Copy to/from device performance

We’ve just started to look what performance gains we could get from using cuda and the initial results is somewhat dull…

When copying a array to and from the device the average execution time for the “calc”-method is 0.24 ms for 10000 tries.

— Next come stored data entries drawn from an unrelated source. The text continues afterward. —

/// EFT-GATE-11: is_new correctly marks violations not in baseline.
#[test]
fn eft_gate_11_is_new_marks_violations() {
    let mut baseline = HashSet::new();
    baseline.insert("src/app.ts:10:pattern-compliance/naming".to_string());

    let input = GateInputBuilder::new()
        .patterns(vec![PatternInfo {
            pattern_id: "naming".to_string(),
            category: "naming".to_string(),
            confidence: 0.95,
            locations: vec![],
            outliers: vec![
                OutlierLocation {
                    file: "src/app.ts".to_string(),
                    line: 10,
                    column: None,
                    end_line: None,
                    end_column: None,
                    deviation_score: 2.0,
                    message: "Existing violation".to_string(),
                },
                OutlierLocation {
                    file: "src/new.ts".to_string(),
                    line: 5,
                    column: None,
                    end_line: None,
                    end_column: None,
                    deviation_score: 3.0,
                    message: "New violation".to_string(),
                },
            ],
            cwe_ids: vec![],
            owasp_categories: vec![],
        }])
        .baseline_violations(baseline)
        .build();

    let orchestrator = GateOrchestrator::new();
    let results = orchestrator.execute(&input).unwrap();

    let pc = results.iter().find(|r| r.gate_id == GateId::PatternCompliance).unwrap();
    assert!(!pc.violations.is_empty(), "Should have violations");

    let existing = pc.violations.iter().find(|v| v.file == "src/app.ts" && v.line == 10);
    let new_one = pc.violations.iter().find(|v| v.file == "src/new.ts" && v.line == 5);

    assert!(existing.is_some(), "Should find existing violation");
    assert!(new_one.is_some(), "Should find new violation");
    assert!(!existing.unwrap().is_new, "Existing violation should NOT be is_new");
    assert!(new_one.unwrap().is_new, "New violation SHOULD be is_new");
}

/// EFT-GATE-12: Regression gate fails on new Error violations.
#[test]
fn eft_gate_12_regression_fails_on_new_errors() {
    use drift_analysis::enforcement::gates::regression::RegressionGate;

    let mut predecessor_results = HashMap::new();
    predecessor_results.insert(
        GateId::PatternCompliance,
        GateResult {
            gate_id: GateId::PatternCompliance,
            status: GateStatus::Failed,
            passed: false,
            score: 50.0,
            summary: "Failed".to_string(),
            violations: vec![Violation {
                id: "test-1".to_string(),
                file: "src/new.ts".to_string(),
                line: 5,
                column: None,
                end_line: None,
                end_column: None,
                severity: Severity::Error,
                pattern_id: "naming".to_string(),
                rule_id: "pattern-compliance/naming".to_string(),
                message: "New error".to_string(),
                quick_fix: None,
                cwe_id: None,
                owasp_category: None,
                suppressed: false,
                is_new: true, // This is a NEW error
            }],
            warnings: vec![],
            execution_time_ms: 0,
            details: serde_json::Value::Null,
            error: None,
        },
    );

    let input = GateInput {
        previous_health_score: Some(80.0),
        current_health_score: Some(80.0), // No health drop
        predecessor_results,
        ..Default::default()
    };

    let gate = RegressionGate;
    let result = gate.evaluate(&input);
    assert!(!result.passed, "Regression gate should fail on new Error violations");
    assert!(result.summary.contains("new error-severity"));
}

/// EFT-GATE-13: Regression gate passes when only existing violations remain.
#[test]
fn eft_gate_13_regression_passes_existing_only() {
    use drift_analysis::enforcement::gates::regression::RegressionGate;

    let mut predecessor_results = HashMap::new();
    predecessor_results.insert(
        GateId::PatternCompliance,
        GateResult {
            gate_id: GateId::PatternCompliance,
            status: GateStatus::Failed,
            passed: false,
            score: 50.0,
            summary: "Failed".to_string(),
            violations: vec![Violation {
                id: "test-1".to_string(),
                file: "src/old.ts".to_string(),
                line: 5,
                column: None,
                end_line: None,
                end_column: None,
                severity: Severity::Error,
                pattern_id: "naming".to_string(),
                rule_id: "pattern-compliance/naming".to_string(),
                message: "Existing error".to_string(),
                quick_fix: None,
                cwe_id: None,
                owasp_category: None,
                suppressed: false,
                is_new: false, // NOT new
            }],
            warnings: vec![],
            execution_time_ms: 0,
            details: serde_json::Value::Null,
            error: None,
        },
    );

    let input = GateInput {
        previous_health_score: Some(80.0),
        current_health_score: Some(80.0),
        predecessor_results,
        ..Default::default()
    };

    let gate = RegressionGate;
    let result = gate.evaluate(&input);
    assert!(result.passed, "Regression gate should pass when only existing violations");
}
//! Java parser.

use std::path::Path;
use drift_core::errors::ParseError;
use crate::scanner::language_detect::Language;
use crate::parsers::traits::LanguageParser;
use crate::parsers::types::ParseResult;
use super::parse_with_language;

pub struct JavaParser;

impl Default for JavaParser {
    fn default() -> Self {
        Self::new()
    }
}

impl JavaParser {
    pub fn new() -> Self { Self }
}

impl LanguageParser for JavaParser {
    fn language(&self) -> Language { Language::Java }
    fn extensions(&self) -> &[&str] { &["java"] }

    fn parse(&self, source: &[u8], path: &Path) -> Result<ParseResult, ParseError> {
        parse_with_language(source, path, Language::Java, tree_sitter_java::LANGUAGE.into())
    }
}
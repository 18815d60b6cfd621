//! Go parser.

use std::path::Path;
use drift_core::errors::ParseError;
use crate::scanner::language_detect::Language;
use crate::parsers::traits::LanguageParser;
use crate::parsers::types::ParseResult;
use super::parse_with_language;

pub struct GoParser;

impl Default for GoParser {
    fn default() -> Self {
        Self::new()
    }
}

impl GoParser {
    pub fn new() -> Self { Self }
}

impl LanguageParser for GoParser {
    fn language(&self) -> Language { Language::Go }
    fn extensions(&self) -> &[&str] { &["go"] }

    fn parse(&self, source: &[u8], path: &Path) -> Result<ParseResult, ParseError> {
        parse_with_language(source, path, Language::Go, tree_sitter_go::LANGUAGE.into())
    }
}
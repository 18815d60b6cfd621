//! Mongoose field extractor (JavaScript/TypeScript).

use crate::parsers::types::ParseResult;
use super::{FieldExtractor, ExtractedModel, OrmFramework};
use crate::boundaries::types::ExtractedField;

pub struct MongooseExtractor;

impl FieldExtractor for MongooseExtractor {
    fn framework(&self) -> OrmFramework { OrmFramework::Mongoose }
    fn schema_file_patterns(&self) -> &[&str] { &["*.schema.ts", "*.schema.js", "*.model.ts", "*.model.js"] }

    fn extract_models(&self, pr: &ParseResult) -> Vec<ExtractedModel> {
        let mut models = Vec::new();
        // Mongoose schemas are typically new Schema({...}) calls
        let has_mongoose = pr.imports.iter().any(|i| i.source == "mongoose");
        if !has_mongoose { return models; }

        for class in &pr.classes {
            let fields = class.properties.iter().map(|p| ExtractedField {
                name: p.name.clone(),
                field_type: p.type_annotation.clone(),
                is_primary_key: p.name == "_id",
                is_nullable: false,
                is_unique: false,
                default_value: None,
                line: 0,
            }).collect();

            models.push(ExtractedModel {
                name: class.name.clone(),
                table_name: Some(class.name.to_lowercase() + "s"),
                file: pr.file.clone(),
                line: class.range.start.line,
                framework: OrmFramework::Mongoose,
                fields,
                relationships: Vec::new(),
                confidence: 0.75,
            });
        }
        models
    }
}
//! Dead code detection with 10 false-positive exclusion categories.

use drift_core::types::collections::FxHashSet;
use petgraph::graph::NodeIndex;

use crate::call_graph::types::{CallGraph, FunctionNode};

use super::types::{DeadCodeExclusion, DeadCodeReason, DeadCodeResult};

/// Detect dead code in the call graph.
///
/// A function is considered dead if it has no callers AND is not excluded
/// by any of the 10 false-positive categories.
/// CG-DC-01: Results include confidence gated on resolution rate.
/// CG-DC-04: Results include confidence scoring.
pub fn detect_dead_code(graph: &CallGraph) -> Vec<DeadCodeResult> {
    detect_dead_code_with_resolution_rate(graph, None)
}

/// Detect dead code with optional resolution rate for confidence gating (CG-DC-01).
pub fn detect_dead_code_with_resolution_rate(
    graph: &CallGraph,
    resolution_rate: Option<f64>,
) -> Vec<DeadCodeResult> {
    let mut results = Vec::new();
    let low_resolution = resolution_rate.map(|r| r < 0.40).unwrap_or(false);

    for idx in graph.graph.node_indices() {
        let node = &graph.graph[idx];
        let incoming_count = graph
            .graph
            .neighbors_directed(idx, petgraph::Direction::Incoming)
            .count();

        if incoming_count == 0 {
            let exclusion = check_exclusions(node);
            let is_dead = exclusion.is_none();

            // CG-DC-04: Confidence scoring
            let confidence = if !is_dead {
                0.0 // Excluded â€” not dead
            } else if low_resolution {
                // CG-DC-01: Low confidence when resolution rate is poor
                0.3
            } else {
                compute_dead_code_confidence(node)
            };

            results.push(DeadCodeResult {
                function_id: idx,
                reason: DeadCodeReason::NoCallers,
                exclusion,
                is_dead,
                confidence,
            });
        }
    }

    results
}

/// CG-DC-04: Compute confidence that a function is truly dead.
fn compute_dead_code_confidence(node: &FunctionNode) -> f32 {
    let mut confidence = 0.9f32;

    // Common names are less likely to be truly dead (might be called dynamically)
    let common_names = ["handler", "callback", "listener", "hook", "middleware",
        "plugin", "factory", "provider", "service"];
    let name_lower = node.name.to_lowercase();
    if common_names.iter().any(|n| name_lower.contains(n)) {
        confidence -= 0.2;
    }

    // Short names are more likely false positives
    if node.name.len() <= 3 {
        confidence -= 0.15;
    }

    // Functions in test files less relevant for dead code detection
    if node.file.to_lowercase().contains("test") {
        confidence -= 0.1;
    }

    confidence.clamp(0.1, 1.0)
}

/// Detect functions with no path from any entry point.
pub fn detect_unreachable(graph: &CallGraph) -> Vec<DeadCodeResult> {
    let mut results = Vec::new();

    // Find all entry points
    let entry_points: Vec<NodeIndex> = graph
        .graph
        .node_indices()
        .filter(|&idx| graph.graph[idx].is_entry_point)
        .collect();

    // BFS from all entry points to find reachable set
    let mut reachable = FxHashSet::default();
    let mut queue = std::collections::VecDeque::new();

    for &entry in &entry_points {
        if reachable.insert(entry) {
            queue.push_back(entry);
        }
    }

    while let Some(node) = queue.pop_front() {
        for neighbor in graph.graph.neighbors_directed(node, petgraph::Direction::Outgoing) {
            if reachable.insert(neighbor) {
                queue.push_back(neighbor);
            }
        }
    }

    // Any node not in the reachable set is unreachable
    for idx in graph.graph.node_indices() {
        if !reachable.contains(&idx) {
            let node = &graph.graph[idx];
            let exclusion = check_exclusions(node);
            let is_dead = exclusion.is_none();
            let confidence = if is_dead { compute_dead_code_confidence(node) } else { 0.0 };

            results.push(DeadCodeResult {
                function_id: idx,
                reason: DeadCodeReason::NoEntryPath,
                exclusion,
                is_dead,
                confidence,
            });
        }
    }

    results
}

/// Check all 10 false-positive exclusion categories.
fn check_exclusions(node: &FunctionNode) -> Option<DeadCodeExclusion> {
    // 1. Entry points
    if is_entry_point(node) {
        return Some(DeadCodeExclusion::EntryPoint);
    }

    // 2. Event handlers
    if is_event_handler(node) {
        return Some(DeadCodeExclusion::EventHandler);
    }

    // 3. Reflection targets
    if is_reflection_target(node) {
        return Some(DeadCodeExclusion::ReflectionTarget);
    }

    // 4. Dependency injection
    if is_di_target(node) {
        return Some(DeadCodeExclusion::DependencyInjection);
    }

    // 5. Test utilities
    if is_test_utility(node) {
        return Some(DeadCodeExclusion::TestUtility);
    }

    // 6. Framework hooks
    if is_framework_hook(node) {
        return Some(DeadCodeExclusion::FrameworkHook);
    }

    // 7. Decorator targets
    if is_decorator_target(node) {
        return Some(DeadCodeExclusion::DecoratorTarget);
    }

    // 8. Interface implementations
    if is_interface_impl(node) {
        return Some(DeadCodeExclusion::InterfaceImpl);
    }

    // 9. Conditional compilation
    if is_conditional_compilation(node) {
        return Some(DeadCodeExclusion::ConditionalCompilation);
    }

    // 10. Dynamic imports
    if is_dynamic_import(node) {
        return Some(DeadCodeExclusion::DynamicImport);
    }

    None
}

fn is_entry_point(node: &FunctionNode) -> bool {
    node.is_entry_point
        || node.is_exported
        || matches!(node.name.as_str(), "main" | "index" | "default" | "run" | "start" | "init")
}

fn is_event_handler(node: &FunctionNode) -> bool {
    let name = &node.name.to_lowercase();
    name.starts_with("on_")
        || name.starts_with("on")
        || name.starts_with("handle_")
        || name.starts_with("handle")
        || name.contains("listener")
        || name.contains("callback")
        || name.contains("subscriber")
        || name.contains("observer")
}

fn is_reflection_target(node: &FunctionNode) -> bool {
    let name = &node.name.to_lowercase();
    name.contains("invoke")
        || name.contains("reflect")
        || name.contains("dynamic")
        || name.contains("proxy")
}

fn is_di_target(node: &FunctionNode) -> bool {
    let name = &node.name.to_lowercase();
    name.contains("inject")
        || name.contains("provide")
        || name.contains("factory")
        || name.contains("service")
        || name.contains("repository")
}

fn is_test_utility(node: &FunctionNode) -> bool {
    let name = &node.name.to_lowercase();
    let file = &node.file.to_lowercase();
    name.starts_with("test_")
        || name.starts_with("test")
        || name.starts_with("spec_")
        || name.starts_with("it_")
        || name.contains("mock")
        || name.contains("stub")
        || name.contains("fixture")
        || name.contains("helper")
        || file.contains("test")
        || file.contains("spec")
        || file.contains("__tests__")
}

fn is_framework_hook(node: &FunctionNode) -> bool {
    let name = &node.name;
    // React lifecycle
    matches!(
        name.as_str(),
        "componentDidMount"
            | "componentDidUpdate"
            | "componentWillUnmount"
            | "getDerivedStateFromProps"
            | "shouldComponentUpdate"
            | "getSnapshotBeforeUpdate"
            | "componentDidCatch"
            | "render"
    ) ||
    // Vue lifecycle
    matches!(
        name.as_str(),
        "created" | "mounted" | "updated" | "destroyed"
            | "beforeCreate" | "beforeMount" | "beforeUpdate" | "beforeDestroy"
            | "setup" | "onMounted" | "onUpdated" | "onUnmounted"
    ) ||
    // Angular lifecycle
    matches!(
        name.as_str(),
        "ngOnInit" | "ngOnDestroy" | "ngOnChanges" | "ngAfterViewInit"
            | "ngAfterContentInit" | "ngDoCheck"
    ) ||
    // Python
    matches!(name.as_str(), "__init__" | "__del__" | "__enter__" | "__exit__" | "__call__")
}

fn is_decorator_target(node: &FunctionNode) -> bool {
    // Functions with route decorators, API decorators, etc.
    let name = &node.name.to_lowercase();
    name.contains("route")
        || name.contains("api")
        || name.contains("endpoint")
        || name.contains("controller")
        || name.contains("middleware")
        || name.contains("plugin")
}

fn is_interface_impl(node: &FunctionNode) -> bool {
    // Functions that implement an interface method.
    // Match "ClassName.method" where ClassName starts with uppercase (class/interface).
    // Do NOT match "moduleName.funcName" which is set on all functions by the builder.
    node.qualified_name
        .as_ref()
        .map(|qn| {
            // Must have a dot separator
            if let Some(dot_pos) = qn.find('.') {
                let prefix = &qn[..dot_pos];
                // The prefix must start with uppercase (ClassName, not moduleName)
                // and must not contain path separators (which would indicate a file module)
                prefix.chars().next().map(|c| c.is_uppercase()).unwrap_or(false)
                    && !prefix.contains('/')
                    && !prefix.contains('\\')
            } else {
                // Rust-style Class::method
                qn.contains("::")
            }
        })
        .unwrap_or(false)
}

fn is_conditional_compilation(node: &FunctionNode) -> bool {
    let name = &node.name.to_lowercase();
    let file = &node.file.to_lowercase();
    name.contains("cfg")
        || name.contains("ifdef")
        || name.contains("platform")
        || file.contains("platform")
        || file.contains("arch")
}

fn is_dynamic_import(node: &FunctionNode) -> bool {
    let name = &node.name.to_lowercase();
    name.contains("lazy")
        || name.contains("dynamic")
        || name.contains("loadable")
        || name.contains("async_import")
}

The size of the data is 320x256. Is this a reasonable time or have I missed something? Source code is provided below:

__global__ void calc(double* input,double* output){


extern "C" __declspec(dllexport) void preAlloc(int rows,int columns,void** cuDataPtr,void** cuResultPtr,int* pitch){

		cudaMallocPitch(cuDataPtr,(size_t *)pitch,(size_t)(rows*sizeof(double)),(size_t)columns);

	cudaMallocPitch(cuResultPtr,(size_t *)pitch,(size_t)(rows*sizeof(double)),(size_t)columns);


extern "C" __declspec(dllexport) void calc(void* cuDataPtr,double* input,void* cuResultPtr,double* output,int rows,int columns,int pitch){




0.24 ms seems like allot of time for just copy to and from the device on 640k of data using a x260-card?

((640 KiB * 1 024 bytes/KiB) / 0.24e-3 s) / (1 024^3 bytes / GiB) = 2.54313151 GiB/s

Which is a decent utilization of the PCI-e link. What more do you expect?

If you allocate the host memory with cudaMallocHost, the speed may bump up a little bit, but 4 GiB/s is the most you can reasonably expect.